Edwards' syndrome is caused by an extra (third) copy of chromosome 18. The extra chromosome is lethal for most babies born with this condition. It causes major physical abnormalities and severe mental retardation. Very few children afflicted with this syndrome survive beyond the first year.

Description

Edwards' syndrome is associated with the presence of a third copy of chromosome number 18. Humans normally have 23 pairs of chromosomes. Chromosomes are numbered 1–22, and the 23rd pair is composed of the sex chromosomes, X and Y. A person inherits one set of 23 chromosomes from each parent. Occasionally, a genetic error occurs during egg or sperm cell formation. A child conceived with such an egg or sperm cell may inherit an incorrect number of chromosomes. In the case of Edwards' syndrome, the child inherits three (trisomy), rather than two, copies of chromosome 18. Ninety-five percent of the children are full trisomies, 2 percent are due to translocations, where only part of an extra chromosome is present (this may be hereditary), while 3 percent are mosaic trisomies, where the extra chromosome is present in some but not all of the cells.

Edwards' syndrome is usually fatal, with most babies dying before birth. Of those who do make it to birth, 20–30 percent die within one month. However, a small number of babies (less than 10 percent) live at least one year.

Edwards' syndrome is also referred to as trisomy 18, trisomy E, and trisomy 16–18. It is the second most common trisomy, after trisomy 21 (Down syndrome).

Demographics

Edwards' syndrome occurs in approximately one in every 5,000 live births and one in every 5,000 stillborn births; it affects girls more often than boys. Women older than their early thirties have a greater risk of conceiving a child with Edwards' syndrome, but it can also occur with younger mothers.

Causes and Symptoms

Most children born with Edwards' syndrome appear weak and fragile, and they are often underweight. The head is unusually small and the back of the head is prominent. The ears are malformed and low-set, and the mouth and jaw are small (micrognathia). The baby may also have a cleft lip or cleft palate. Frequently, the hands are clenched into fists, and the index finger overlaps the other fingers. The child may have clubfeet, and toes may be webbed or fused.

Numerous problems involving the internal organs may be present. Abnormalities often occur in the lungs and diaphragm (the muscle that controls breathing), and blood vessel malformations are common. Various types of congenital heart disease, including ventricular septal defect (VSD), atrial septic defect (ASD), or PDA (patent ductus arteriosus), may be present. The child may have an umbilical or inguinal hernia, malformed kidneys, and abnormalities of the urogenital system, including undescended testicles in a male child (cryptochordism).

When to Call the Doctor

A child with Edwards' syndrome is likely to have many medical and development needs. Parents should develop good working relationships with their doctor, other specialists, and therapists, and should consult them as needed.

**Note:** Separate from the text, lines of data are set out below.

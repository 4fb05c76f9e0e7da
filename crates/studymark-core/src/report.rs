use chrono::{DateTime, Utc};
use serde::{Deserialize, Serialize};
use studymark_core_types::RunId;

use crate::diagnostics::{Diagnostic, Severity};
use crate::errors::Result;

/// Aggregate counts from snippet checking
#[derive(Debug, Clone, Copy, PartialEq, Eq, Default, Serialize, Deserialize)]
pub struct SnippetSummary {
    /// Snippets with a declared expected output that were considered
    pub checked: usize,
    pub matched: usize,
    pub mismatched: usize,
    /// Skipped as non-deterministic or via the configured skip list
    pub skipped: usize,
    pub engine_errors: usize,
}

/// The outcome of one lint run
///
/// Everything the CLI prints (text or JSON) comes from here: diagnostics
/// from structural validation, TOC building, and snippet checking, plus
/// run correlation metadata.
#[derive(Debug, Clone, Serialize, Deserialize)]
pub struct Report {
    pub run_id: RunId,
    pub generated_at: DateTime<Utc>,
    pub corpus_root: String,
    pub doc_count: usize,
    pub snippets: SnippetSummary,
    pub diagnostics: Vec<Diagnostic>,
}

impl Report {
    /// Create an empty report for a run
    pub fn new(run_id: RunId, corpus_root: impl Into<String>) -> Self {
        Self {
            run_id,
            generated_at: Utc::now(),
            corpus_root: corpus_root.into(),
            doc_count: 0,
            snippets: SnippetSummary::default(),
            diagnostics: Vec::new(),
        }
    }

    /// Append diagnostics
    pub fn extend(&mut self, diagnostics: impl IntoIterator<Item = Diagnostic>) {
        self.diagnostics.extend(diagnostics);
    }

    /// Number of error-severity diagnostics
    pub fn error_count(&self) -> usize {
        self.diagnostics
            .iter()
            .filter(|d| d.severity() == Severity::Error)
            .count()
    }

    /// Number of warning-severity diagnostics
    pub fn warning_count(&self) -> usize {
        self.diagnostics
            .iter()
            .filter(|d| d.severity() == Severity::Warning)
            .count()
    }

    /// Check if the run should exit nonzero
    pub fn has_errors(&self) -> bool {
        self.error_count() > 0
    }

    /// Serialize to pretty JSON for `--format json`
    pub fn to_json(&self) -> Result<String> {
        Ok(serde_json::to_string_pretty(self)?)
    }
}

#[cfg(test)]
mod tests {
    use super::*;
    use crate::diagnostics::DiagnosticKind;

    #[test]
    fn test_empty_report_is_clean() {
        let report = Report::new(RunId::new(), "docs/");
        assert_eq!(report.error_count(), 0);
        assert_eq!(report.warning_count(), 0);
        assert!(!report.has_errors());
    }

    #[test]
    fn test_counts_by_severity() {
        let mut report = Report::new(RunId::new(), "docs/");
        report.extend([
            Diagnostic::new(DiagnosticKind::MissingSection).with_path("a.md"),
            Diagnostic::new(DiagnosticKind::SnippetMismatch).with_path("a.md"),
            Diagnostic::new(DiagnosticKind::MissingSection).with_path("b.md"),
        ]);

        assert_eq!(report.warning_count(), 2);
        assert_eq!(report.error_count(), 1);
        assert!(report.has_errors());
    }

    #[test]
    fn test_json_round_trip() {
        let mut report = Report::new(RunId::new(), "docs/");
        report.doc_count = 3;
        report.snippets.checked = 2;
        report.snippets.matched = 2;
        report.extend([Diagnostic::new(DiagnosticKind::MissingTitle).with_path("x.md")]);

        let json = report.to_json().unwrap();
        let back: Report = serde_json::from_str(&json).unwrap();
        assert_eq!(back.doc_count, 3);
        assert_eq!(back.snippets.matched, 2);
        assert_eq!(back.diagnostics.len(), 1);
        assert_eq!(back.run_id, report.run_id);
    }
}
pub mod builder;
pub mod parse;

pub use builder::{build_toc, TocBuildResult};
pub use parse::parse_toc;
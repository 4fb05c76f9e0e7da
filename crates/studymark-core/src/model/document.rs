use std::path::PathBuf;

use serde::{Deserialize, Serialize};

use super::section::{Section, SectionKind};
use super::snippet::SnippetBlock;

/// One markdown article covering a single concept
///
/// A Document is authored once and occasionally revised; there is no
/// runtime mutation. The path is relative to the corpus root.
#[derive(Debug, Clone, PartialEq, Serialize, Deserialize)]
pub struct Document {
    /// Path relative to the corpus root
    pub path: PathBuf,

    /// Title from the first H1, or the file stem when no H1 exists
    pub title: String,

    /// Ordered sections, as delimited by level-2 headings
    pub sections: Vec<Section>,

    /// Whether the title came from an H1 (false means file-stem fallback)
    pub titled_by_heading: bool,
}

impl Document {
    /// Create a document with no sections yet
    pub fn new(path: PathBuf, title: String, titled_by_heading: bool) -> Self {
        Self {
            path,
            title,
            sections: Vec::new(),
            titled_by_heading,
        }
    }

    /// The canonical kinds present, in document order
    ///
    /// Unrecognized headings are excluded. This is the input to the
    /// section schema validator.
    pub fn canonical_kinds(&self) -> Vec<SectionKind> {
        self.sections.iter().filter_map(|s| s.kind).collect()
    }

    /// All snippets in the document, in document order
    pub fn snippets(&self) -> impl Iterator<Item = &SnippetBlock> {
        self.sections.iter().flat_map(|s| s.snippets.iter())
    }

    /// GitHub-style anchor slug for the document title
    ///
    /// Lowercased, alphanumerics kept, spaces collapsed to hyphens, other
    /// punctuation dropped. Two documents producing the same slug is a
    /// duplicate-anchor error in the TOC builder.
    pub fn anchor(&self) -> String {
        slugify(&self.title)
    }

    /// Path as a forward-slash display string for reports and the TOC
    pub fn path_display(&self) -> String {
        self.path.to_string_lossy().replace('\\', "/")
    }
}

/// Slugify a title the way GitHub anchors headings
pub fn slugify(title: &str) -> String {
    let mut slug = String::with_capacity(title.len());
    let mut last_was_hyphen = false;
    for c in title.trim().chars() {
        if c.is_alphanumeric() {
            for lower in c.to_lowercase() {
                slug.push(lower);
            }
            last_was_hyphen = false;
        } else if (c == ' ' || c == '-' || c == '_') && !last_was_hyphen && !slug.is_empty() {
            slug.push('-');
            last_was_hyphen = true;
        }
        // All other punctuation is dropped
    }
    while slug.ends_with('-') {
        slug.pop();
    }
    slug
}
//! Structured logging facility for studymark
//!
//! This module provides a canonical logging facility with:
//! - Single initialization point via `init(profile)`
//! - Structured logging macros (`log_op_start!`, `log_op_end!`, `log_op_error!`)
//! - Correlation via the RunId stamped on each pipeline stage
//! - Test capture mode for deterministic assertions
//!
//! # Usage
//!
//! ```rust
//! use studymark_core::logging_facility::{init, Profile};
//!
//! // Initialize once at application startup
//! init(Profile::Development);
//! ```
//!
//! # Logging Macros
//!
//! - `log_op_start!(op, ...)` - Log operation start
//! - `log_op_end!(op, duration_ms = ...)` - Log operation end
//! - `log_op_error!(op, err, duration_ms = ...)` - Log operation error

pub mod init;
pub mod macros;
pub mod test_capture;

pub use init::{init, Profile};
pub use test_capture::{init_test_capture, CapturedEvent, TestCapture};
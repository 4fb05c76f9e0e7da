//! Lint configuration
//!
//! An optional `studymark.toml` at the corpus root controls TOC part
//! groupings, the index file name, the JavaScript engine binary, and
//! per-snippet check skips:
//!
//! ```toml
//! index = "README.md"
//! engine = "node"
//!
//! [[part]]
//! title = "Part 1: Language Fundamentals"
//! docs = ["primitives.md", "equality.md"]
//!
//! [[part]]
//! title = "Part 2: Runtime Behavior"
//! docs = ["call-stack.md", "event-loop.md"]
//! ```

use std::path::{Path, PathBuf};

use serde::{Deserialize, Serialize};

use crate::errors::{Result, StudymarkError};

/// File name looked up at the corpus root
pub const CONFIG_FILE_NAME: &str = "studymark.toml";

/// One TOC part grouping
#[derive(Debug, Clone, PartialEq, Eq, Serialize, Deserialize)]
pub struct PartConfig {
    /// Part title as it should appear in the index
    pub title: String,

    /// Document paths (relative to the corpus root) in this part, in order
    #[serde(default)]
    pub docs: Vec<String>,
}

/// The full lint configuration
#[derive(Debug, Clone, PartialEq, Eq, Serialize, Deserialize)]
pub struct LintConfig {
    /// Index file maintained by the TOC builder
    #[serde(default = "default_index")]
    pub index: String,

    /// JavaScript engine binary used by the snippet checker
    #[serde(default = "default_engine")]
    pub engine: String,

    /// TOC part groupings; documents not claimed by any part collect into
    /// a trailing default part
    #[serde(default, rename = "part")]
    pub parts: Vec<PartConfig>,

    /// Snippet digests excluded from output checking
    #[serde(default)]
    pub skip_snippets: Vec<String>,
}

fn default_index() -> String {
    "README.md".to_string()
}

fn default_engine() -> String {
    "node".to_string()
}

impl Default for LintConfig {
    fn default() -> Self {
        Self {
            index: default_index(),
            engine: default_engine(),
            parts: Vec::new(),
            skip_snippets: Vec::new(),
        }
    }
}

impl LintConfig {
    /// Parse a configuration file
    pub fn load(path: &Path) -> Result<Self> {
        let text =
            std::fs::read_to_string(path).map_err(|e| StudymarkError::io(path, e))?;
        toml::from_str(&text).map_err(|e| StudymarkError::ConfigParse {
            path: path.to_path_buf(),
            message: e.to_string(),
        })
    }

    /// Load `studymark.toml` from the corpus root, or fall back to defaults
    ///
    /// A missing file is not an error; an unparseable one is.
    pub fn load_from_root(root: &Path) -> Result<Self> {
        let path = root.join(CONFIG_FILE_NAME);
        if path.is_file() {
            Self::load(&path)
        } else {
            Ok(Self::default())
        }
    }

    /// Check if a snippet digest is excluded from checking
    pub fn is_snippet_skipped(&self, digest: &str) -> bool {
        self.skip_snippets.iter().any(|d| d == digest)
    }

    /// The part a document path belongs to, if any
    pub fn part_for(&self, path: &str) -> Option<&PartConfig> {
        self.parts.iter().find(|p| p.docs.iter().any(|d| d == path))
    }
}
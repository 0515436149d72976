use std::{
    collections::{BTreeSet, HashMap},
    path::{Path, PathBuf},
    sync::mpsc,
    time::Duration,
};

use anyhow::Context;
use glsl_types::{is_shader, paired_stage, Generation, GenerationError};
use notify::Watcher;

use crate::App;

/// Generates bindings for every shader below `input`, then regenerates them whenever a shader or
/// one of the files it includes changes. Only returns if the watcher fails.
pub fn watch(app: &mut App, input: &Path) -> anyhow::Result<()> {
    if !input.exists() {
        info!(input = %input.display(), "creating input directory");
        std::fs::create_dir_all(input)
            .with_context(|| format!("could not create {}", input.display()))?;
    }

    let mut state = State::default();

    let shaders = walkdir::WalkDir::new(input)
        .sort_by_file_name()
        .into_iter()
        .filter_map(|entry| entry.ok())
        .filter(|entry| entry.file_type().is_file() && is_shader(entry.path()))
        .map(|entry| app.generator.entry_point(entry.path()))
        .collect::<BTreeSet<_>>();
    info!(count = shaders.len(), "generating bindings");
    state.regenerate(shaders, |file| app.run(file));

    let (sender, receiver) = mpsc::channel();
    let debounce = Duration::from_millis(200);

    // dropping the watcher closes the channel
    let mut watcher =
        notify::PollWatcher::new(sender, debounce).context("could not start file watcher")?;
    watcher
        .watch(input, notify::RecursiveMode::Recursive)
        .with_context(|| format!("could not watch {}", input.display()))?;
    info!(input = %input.display(), "watching for changes");

    while let Ok(event) = receiver.recv() {
        let mut changed = BTreeSet::new();
        collect_paths(event, &mut changed);

        // sleep a bit so that related events end up in the same batch
        std::thread::sleep(Duration::from_millis(10));
        while let Ok(event) = receiver.try_recv() {
            collect_paths(event, &mut changed);
        }

        let files = state.affected(&changed, |path| app.generator.entry_point(path));
        if !files.is_empty() {
            state.regenerate(files, |file| app.run(file));
        }
    }

    anyhow::bail!("file watcher stopped")
}

fn collect_paths(event: notify::DebouncedEvent, changed: &mut BTreeSet<PathBuf>) {
    match event {
        notify::DebouncedEvent::Rescan
        | notify::DebouncedEvent::NoticeWrite(_)
        | notify::DebouncedEvent::NoticeRemove(_) => {}
        notify::DebouncedEvent::Error(error, path) => {
            warn!(?path, "file watcher error: {error}")
        }
        notify::DebouncedEvent::Create(path)
        | notify::DebouncedEvent::Write(path)
        | notify::DebouncedEvent::Chmod(path)
        | notify::DebouncedEvent::Remove(path) => {
            changed.insert(path);
        }
        notify::DebouncedEvent::Rename(from, to) => {
            changed.insert(from);
            changed.insert(to);
        }
    }
}

/// What the last generation of every shader found out.
#[derive(Default)]
struct State {
    /// Shaders that included a file, by the canonical path of that file.
    dependents: HashMap<PathBuf, BTreeSet<PathBuf>>,
    /// Shader each output file was generated from.
    outputs: HashMap<PathBuf, PathBuf>,
}

impl State {
    /// Shaders to regenerate after `changed` were modified, as named by `entry_point`.
    fn affected(
        &self,
        changed: &BTreeSet<PathBuf>,
        entry_point: impl Fn(&Path) -> PathBuf,
    ) -> BTreeSet<PathBuf> {
        let mut files = BTreeSet::new();
        for path in changed {
            if is_shader(path) {
                if !path.is_file() {
                    debug!(path = %path.display(), "shader removed");
                }
                // the other stage of a program is generated alone once this one is gone
                let program = std::iter::once(path.clone()).chain(paired_stage(path));
                files.extend(
                    program
                        .filter(|file| file.is_file())
                        .map(|file| entry_point(&file)),
                );
            }

            if let Some(dependents) = self.dependents.get(&canonical(path)) {
                files.extend(
                    dependents
                        .iter()
                        .filter(|file| file.is_file())
                        .map(|file| entry_point(file)),
                );
            }
        }
        files
    }

    fn regenerate(
        &mut self,
        files: BTreeSet<PathBuf>,
        mut generate: impl FnMut(&Path) -> Result<Generation, GenerationError>,
    ) {
        for file in files {
            let generation = match generate(&file) {
                Ok(generation) => generation,
                // old dependencies are kept too, so that undoing a breaking change retries
                Err(error) => {
                    self.depend(&file, error.dependencies);
                    continue;
                }
            };

            if let Some(previous) = self.outputs.get(&generation.output_path) {
                if *previous != file {
                    warn!(
                        output = %generation.output_path.display(),
                        "bindings of {} are overwritten by {}",
                        previous.display(),
                        file.display(),
                    );
                }
            }
            self.outputs
                .insert(generation.output_path.clone(), file.clone());

            for dependents in self.dependents.values_mut() {
                dependents.remove(&file);
            }
            self.depend(&file, generation.dependencies);
        }
    }

    fn depend(&mut self, file: &Path, dependencies: Vec<PathBuf>) {
        for dependency in dependencies {
            self.dependents
                .entry(canonical(&dependency))
                .or_default()
                .insert(file.to_owned());
        }
    }
}

/// Canonical form of `path`, also for files that no longer exist.
fn canonical(path: &Path) -> PathBuf {
    if let Ok(canonical) = std::fs::canonicalize(path) {
        return canonical;
    }

    let parent = path.parent().and_then(|parent| {
        let parent = if parent.as_os_str().is_empty() {
            Path::new(".")
        } else {
            parent
        };
        std::fs::canonicalize(parent).ok()
    });
    match (parent, path.file_name()) {
        (Some(parent), Some(name)) => parent.join(name),
        _ => path.to_owned(),
    }
}
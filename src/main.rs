mod watch;

use std::path::{Path, PathBuf};

use anyhow::Context;
use clap::Parser;
use codespan_reporting::term::termcolor::{ColorChoice, StandardStream};
use glsl_types::{
    diagnostic::Reporter, FileSystem, Generation, GenerationError, Generator, Language, Warning,
};
use tracing_subscriber::{filter::LevelFilter, EnvFilter};

#[macro_use]
extern crate tracing;

/// Generates typed bindings for the uniforms, inputs, outputs and constants of GLSL shaders.
#[derive(Debug, Parser)]
#[command(version, about)]
struct Arguments {
    /// Directory containing the shaders.
    #[arg(long, default_value = "shaders")]
    input: PathBuf,

    /// Directory the bindings are written to, mirroring the layout of `--input`.
    #[arg(long, default_value = "output")]
    output: PathBuf,

    /// Shader to generate bindings for. Required unless `--watch` is given.
    #[arg(long)]
    file: Option<PathBuf>,

    /// Generate bindings for every shader in `--input` and keep them up to date.
    #[arg(long)]
    watch: bool,

    /// Language of the generated bindings.
    #[arg(long, value_enum, default_value = "ts")]
    language: Language,
}

fn main() -> anyhow::Result<()> {
    tracing_subscriber::FmtSubscriber::builder()
        .with_writer(std::io::stderr)
        .with_env_filter(
            EnvFilter::builder()
                .with_default_directive(LevelFilter::INFO.into())
                .from_env_lossy(),
        )
        .init();

    let arguments = Arguments::parse();
    debug!(?arguments);

    let mut app = App {
        generator: Generator::new(
            FileSystem,
            &arguments.input,
            &arguments.output,
            arguments.language,
        ),
        reporter: Reporter::new(StandardStream::stderr(ColorChoice::Auto)),
    };

    if arguments.watch {
        return watch::watch(&mut app, &arguments.input);
    }

    let file = match arguments.file {
        Some(file) => file,
        None => anyhow::bail!("no shader given: pass `--file <path>` or `--watch`"),
    };
    if !file.is_file() {
        anyhow::bail!("shader not found: {}", file.display());
    }

    // failures are reported, not turned into an exit status
    let _ = app.run(&file);
    Ok(())
}

struct App {
    generator: Generator<FileSystem>,
    reporter: Reporter<StandardStream>,
}

impl App {
    /// Generates and writes the bindings of one shader, reporting any problems.
    fn run(&mut self, file: &Path) -> Result<Generation, GenerationError> {
        let generation = match self.generator.generate(file) {
            Ok(generation) => generation,
            Err(error) => {
                error!(
                    file = %file.display(),
                    stage = %error.stage,
                    "could not generate bindings"
                );
                if let Err(report_error) = self.reporter.error(self.generator.provider(), &error) {
                    warn!("could not render diagnostic: {report_error}");
                    error!("{error}");
                }
                return Err(error);
            }
        };

        for warning in &generation.warnings {
            self.warn(warning);
        }

        match write_artifact(&generation.output_path, &generation.artifact.contents) {
            Ok(true) => info!(
                file = %file.display(),
                output = %generation.output_path.display(),
                "generated bindings"
            ),
            Ok(false) => debug!(file = %file.display(), "bindings are up to date"),
            Err(error) => error!("{error:#}"),
        }

        Ok(generation)
    }

    fn warn(&mut self, warning: &Warning) {
        if let Err(report_error) = self.reporter.warning(self.generator.provider(), warning) {
            warn!("could not render diagnostic: {report_error}");
            warn!("{warning}");
        }
    }
}

/// Writes `contents` to `path` unless it already holds them. Returns whether the file was written.
fn write_artifact(path: &Path, contents: &str) -> anyhow::Result<bool> {
    if let Ok(existing) = std::fs::read_to_string(path) {
        if existing == contents {
            return Ok(false);
        }
    }

    if let Some(parent) = path.parent() {
        std::fs::create_dir_all(parent)
            .with_context(|| format!("could not create directory {}", parent.display()))?;
    }
    std::fs::write(path, contents)
        .with_context(|| format!("could not write {}", path.display()))?;

    Ok(true)
}
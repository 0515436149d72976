use std::{borrow::Cow, fmt};

use super::{dependency_order, source_names, Names, SECTIONS};
use crate::shader::{
    interface::ShaderInterface,
    types::{ArraySize, GlslType, Scalar},
};

/// Plain structs for the GLSL structs and one struct per qualifier section, grouped under a
/// top-level struct whose associated constants list the GLSL name and type of every member and
/// hold the shader text.
pub(super) struct Rust<'a> {
    interface: &'a ShaderInterface,
    names: &'a Names,
}

impl<'a> Rust<'a> {
    pub(super) fn new(interface: &'a ShaderInterface, names: &'a Names) -> Self {
        Rust { interface, names }
    }
}

const DERIVES: &str = "#[derive(Debug, Clone, PartialEq)]";

impl fmt::Display for Rust<'_> {
    fn fmt(&self, f: &mut fmt::Formatter) -> fmt::Result {
        self.names.header(f)?;

        for definition in dependency_order(&self.interface.structs) {
            let fields = definition
                .fields
                .iter()
                .map(|(name, ty)| (name.as_str(), ty));
            write_struct(f, &identifier(&definition.name), fields)?;
        }

        let top = &self.names.top;
        for (qualifier, _, suffix) in SECTIONS {
            let fields = self
                .interface
                .declarations(qualifier)
                .iter()
                .map(|declaration| (declaration.name.as_str(), &declaration.ty));
            write_struct(f, &format!("{top}{suffix}"), fields)?;
        }

        writeln!(f, "{DERIVES}")?;
        writeln!(f, "pub struct {top} {{")?;
        for (_, section, suffix) in SECTIONS {
            writeln!(f, "    pub {section}: {top}{suffix},")?;
        }
        writeln!(f, "}}")?;
        writeln!(f)?;

        writeln!(f, "impl {top} {{")?;
        for (index, (qualifier, section, _)) in SECTIONS.into_iter().enumerate() {
            if index > 0 {
                writeln!(f)?;
            }
            writeln!(f, "    /// GLSL name and type of every member of `{section}`.")?;
            write!(
                f,
                "    pub const {}: &'static [(&'static str, &'static str)] = &[",
                section.to_ascii_uppercase()
            )?;
            let declarations = self.interface.declarations(qualifier);
            if declarations.is_empty() {
                writeln!(f, "];")?;
                continue;
            }

            writeln!(f)?;
            for declaration in declarations {
                writeln!(f, "        (\"{}\", \"{}\"),", declaration.name, declaration.ty)?;
            }
            writeln!(f, "    ];")?;
        }
        for source in &self.interface.sources {
            let (constant, _) = source_names(source.stage);
            writeln!(f)?;
            writeln!(
                f,
                "    pub const {constant}: &'static str = {};",
                raw_string(&source.text)
            )?;
        }
        writeln!(f, "}}")
    }
}

/// A raw string literal with enough `#` to hold `text`.
fn raw_string(text: &str) -> String {
    let mut longest = 0;
    let mut run = None;
    for c in text.chars() {
        run = match (c, run) {
            ('"', _) => Some(0),
            ('#', Some(count)) => Some(count + 1),
            _ => None,
        };
        if let Some(count) = run {
            longest = longest.max(count);
        }
    }

    let hashes = "#".repeat(longest + 1);
    format!("r{hashes}\"{text}\"{hashes}")
}

fn write_struct<'t>(
    f: &mut fmt::Formatter,
    name: &str,
    fields: impl ExactSizeIterator<Item = (&'t str, &'t GlslType)>,
) -> fmt::Result {
    writeln!(f, "{DERIVES}")?;
    if fields.len() == 0 {
        writeln!(f, "pub struct {name} {{}}")?;
    } else {
        writeln!(f, "pub struct {name} {{")?;
        for (field, ty) in fields {
            writeln!(f, "    pub {}: {},", identifier(field), type_name(ty))?;
        }
        writeln!(f, "}}")?;
    }
    writeln!(f)
}

const KEYWORDS: &[&str] = &[
    "abstract", "as", "async", "await", "become", "box", "break", "const", "continue", "do",
    "dyn", "else", "enum", "extern", "false", "final", "fn", "for", "if", "impl", "in", "let",
    "loop", "macro", "match", "mod", "move", "mut", "override", "priv", "pub", "ref", "return",
    "static", "struct", "trait", "true", "try", "type", "typeof", "unsafe", "unsized", "use",
    "virtual", "where", "while", "yield",
];

/// Keywords that cannot be used as raw identifiers either.
const PATH_KEYWORDS: &[&str] = &["crate", "self", "Self", "super"];

fn identifier(name: &str) -> Cow<'_, str> {
    if PATH_KEYWORDS.contains(&name) {
        Cow::Owned(format!("{name}_"))
    } else if KEYWORDS.contains(&name) {
        Cow::Owned(format!("r#{name}"))
    } else {
        Cow::Borrowed(name)
    }
}

fn scalar(scalar: Scalar) -> &'static str {
    match scalar {
        Scalar::Bool => "bool",
        Scalar::Int => "i32",
        Scalar::Uint => "u32",
        Scalar::Float => "f32",
        Scalar::Double => "f64",
    }
}

fn type_name(ty: &GlslType) -> String {
    match ty {
        GlslType::Scalar(base) => scalar(*base).to_owned(),
        GlslType::Vector(base, size) => format!("[{}; {size}]", scalar(*base)),
        GlslType::Matrix {
            scalar: base,
            columns,
            rows,
        } => format!("[[{}; {rows}]; {columns}]", scalar(*base)),
        // texture unit
        GlslType::Sampler(_) => "i32".to_owned(),
        GlslType::Array(element, ArraySize::Fixed(length)) => {
            format!("[{}; {length}]", type_name(element))
        }
        GlslType::Array(element, ArraySize::Unknown) => format!("Vec<{}>", type_name(element)),
        GlslType::Struct(name) => identifier(name).into_owned(),
    }
}

#[cfg(test)]
mod tests {
    use super::*;

    #[test]
    fn type_names() {
        assert_eq!(type_name(&GlslType::Scalar(Scalar::Int)), "i32");
        assert_eq!(type_name(&GlslType::Vector(Scalar::Uint, 4)), "[u32; 4]");
        assert_eq!(
            type_name(&GlslType::Matrix {
                scalar: Scalar::Double,
                columns: 4,
                rows: 3
            }),
            "[[f64; 3]; 4]"
        );
        assert_eq!(
            type_name(&GlslType::Array(
                Box::new(GlslType::Array(
                    Box::new(GlslType::Scalar(Scalar::Float)),
                    ArraySize::Fixed(2)
                )),
                ArraySize::Unknown
            )),
            "Vec<[f32; 2]>"
        );
        assert_eq!(type_name(&GlslType::Struct("Light".into())), "Light");
    }

    #[test]
    fn escapes_keywords() {
        assert_eq!(identifier("color"), "color");
        assert_eq!(identifier("type"), "r#type");
        assert_eq!(identifier("self"), "self_");
    }

    #[test]
    fn raw_strings_outlast_their_contents() {
        assert_eq!(raw_string("uniform float t;\n"), "r#\"uniform float t;\n\"#");
        assert_eq!(
            raw_string("#define NAME \"a\"#\n"),
            "r##\"#define NAME \"a\"#\n\"##"
        );
        assert_eq!(raw_string("\"##\" \"#"), "r###\"\"##\" \"#\"###");
    }
}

If a woman gives birth to a child with Edwards' syndrome and plans to have another child, a doctor as well as a genetic counselor should be consulted so that prenatal screening and genetic counseling can be conducted.

Diagnosis

Edwards' syndrome at birth may be diagnosed by the physical abnormalities characteristic to the syndrome. Physical examination of the infant may show arched type finger print patterns, while x rays may reveal a short breast bone (sternum). Definitive diagnosis is achieved through karyotyping, which involves drawing the baby's blood for a microscopic examination of the chromosomes. Using special stains and microscopy, individual chromosomes are identified, and the presence of an extra chromosome 18 is revealed.

Edwards' syndrome can be detected before birth. If a pregnant woman is older than 35, has a family history of genetic abnormalities, has previously conceived a child with a genetic abnormality, or has suffered earlier miscarriages, she may undergo tests to determine whether her child carries genetic abnormalities. Potential tests include maternal serum alpha-fetal protein analysis or screening, ultrasonography, amniocentesis, and chorionic villus sampling.

In addition, a pregnant woman carrying a child with Edwards' syndrome may have an unusually large uterus during pregnancy, due to the presence of extra amniotic fluid (polyhydramnios). An unusually small placenta may be noted during the birth of the child.

Treatment

There is no cure for Edwards' syndrome. Since babies with Edwards' syndrome frequently have major physical abnormalities, doctors and parents face difficult choices regarding treatment. Abnormalities can be treated to a certain degree with surgery, but extreme invasive procedures may not be in the best interests of an infant whose lifespan is measured in days or weeks. Medical therapy often consists of supportive care with the goal of making the infant comfortable, rather than prolonging life.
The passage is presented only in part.